Your answer should consist of the lines in the listing that hold "SubjectKey".

═══ EXERCISE DATA ═══

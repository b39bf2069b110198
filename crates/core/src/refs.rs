//! Opaque references carried through a calculation for traceability.

use std::fmt;

use rust_decimal::Decimal;
use serde::{Deserialize, Serialize};

use crate::numeric::{canonical_decimal, canonical_decimal_opt};

/// Installation the calculation is about.
#[derive(Debug, Clone, PartialEq, Eq, Serialize, Deserialize)]
pub struct FacilityDescriptor {
    pub id: String,
    #[serde(default)]
    pub name: String,
    #[serde(default)]
    pub country: String,
    #[serde(default)]
    pub sector: String,
    #[serde(default)]
    pub installation_id: Option<String>,
}

/// Reporting period.
#[derive(Debug, Clone, PartialEq, Eq, Serialize, Deserialize)]
pub struct Period {
    pub year: i32,
    #[serde(default)]
    pub quarter: Option<u8>,
}

/// Maps an internal product code to its customs classification.
#[derive(Debug, Clone, PartialEq, Eq, Serialize, Deserialize)]
pub struct ProductMapping {
    pub product_code: String,
    pub cn_code: String,
    #[serde(default)]
    pub product_name: String,
}

impl ProductMapping {
    pub fn sort_key(&self) -> (&str, &str, &str) {
        (
            self.cn_code.as_str(),
            self.product_name.as_str(),
            self.product_code.as_str(),
        )
    }
}

/// Monitoring plan version reference. Passed through, not interpreted.
#[derive(Debug, Clone, PartialEq, Eq, Serialize, Deserialize)]
pub struct MonitoringPlanRef {
    pub id: String,
    #[serde(default)]
    pub method: String,
    #[serde(default)]
    pub tier_level: String,
    #[serde(default)]
    pub updated_at: Option<String>,
}

/// Methodology reference. Passed through, not interpreted.
#[derive(Debug, Clone, PartialEq, Eq, Serialize, Deserialize)]
pub struct MethodologyRef {
    pub id: String,
    #[serde(default)]
    pub code: String,
    #[serde(default)]
    pub name: String,
    #[serde(default)]
    pub reg_reference: String,
}

/// Carbon price and FX inputs for cost outputs.
#[derive(Debug, Clone, PartialEq, Eq, Serialize, Deserialize)]
pub struct PriceRef {
    /// EU allowance price, EUR per tCO2e.
    #[serde(with = "canonical_decimal")]
    pub carbon_price_eur_per_t: Decimal,
    /// CBAM certificate price; the allowance price applies when absent.
    #[serde(default, with = "canonical_decimal_opt")]
    pub cbam_price_eur_per_t: Option<Decimal>,
    /// Local currency units per EUR.
    #[serde(with = "canonical_decimal")]
    pub fx_rate: Decimal,
    #[serde(default = "default_currency")]
    pub local_currency: String,
}

fn default_currency() -> String {
    "EUR".to_string()
}

impl PriceRef {
    pub fn cbam_price(&self) -> Decimal {
        self.cbam_price_eur_per_t
            .unwrap_or(self.carbon_price_eur_per_t)
    }
}

/// What-if adjustment applied to activity quantities before computation.
#[derive(Debug, Clone, Default, PartialEq, Eq, Serialize, Deserialize)]
#[serde(deny_unknown_fields)]
pub struct Scenario {
    #[serde(default)]
    pub name: Option<String>,
    /// Percentage reduction applied to fuel and electricity quantities.
    #[serde(default, with = "canonical_decimal")]
    pub energy_reduction_pct: Decimal,
}

impl Scenario {
    pub fn is_baseline(&self) -> bool {
        self.energy_reduction_pct.is_zero()
    }
}

/// Identity of a snapshot chain: one project at one facility.
#[derive(Debug, Clone, PartialEq, Eq, PartialOrd, Ord, Hash, Serialize, Deserialize)]
#[serde(transparent)]
pub struct SubjectKey(pub String);

impl SubjectKey {
    pub fn new(project_id: &str, facility_id: &str) -> Self {
        SubjectKey(format!("{}/{}", project_id, facility_id))
    }

    pub fn as_str(&self) -> &str {
        &self.0
    }
}

impl fmt::Display for SubjectKey {
    fn fmt(&self, f: &mut fmt::Formatter<'_>) -> fmt::Result {
        f.write_str(&self.0)
    }
}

═══

REPLY TO THE TASK:
pub struct SubjectKey(pub String);
impl SubjectKey {
        SubjectKey(format!("{}/{}", project_id, facility_id))
impl fmt::Display for SubjectKey {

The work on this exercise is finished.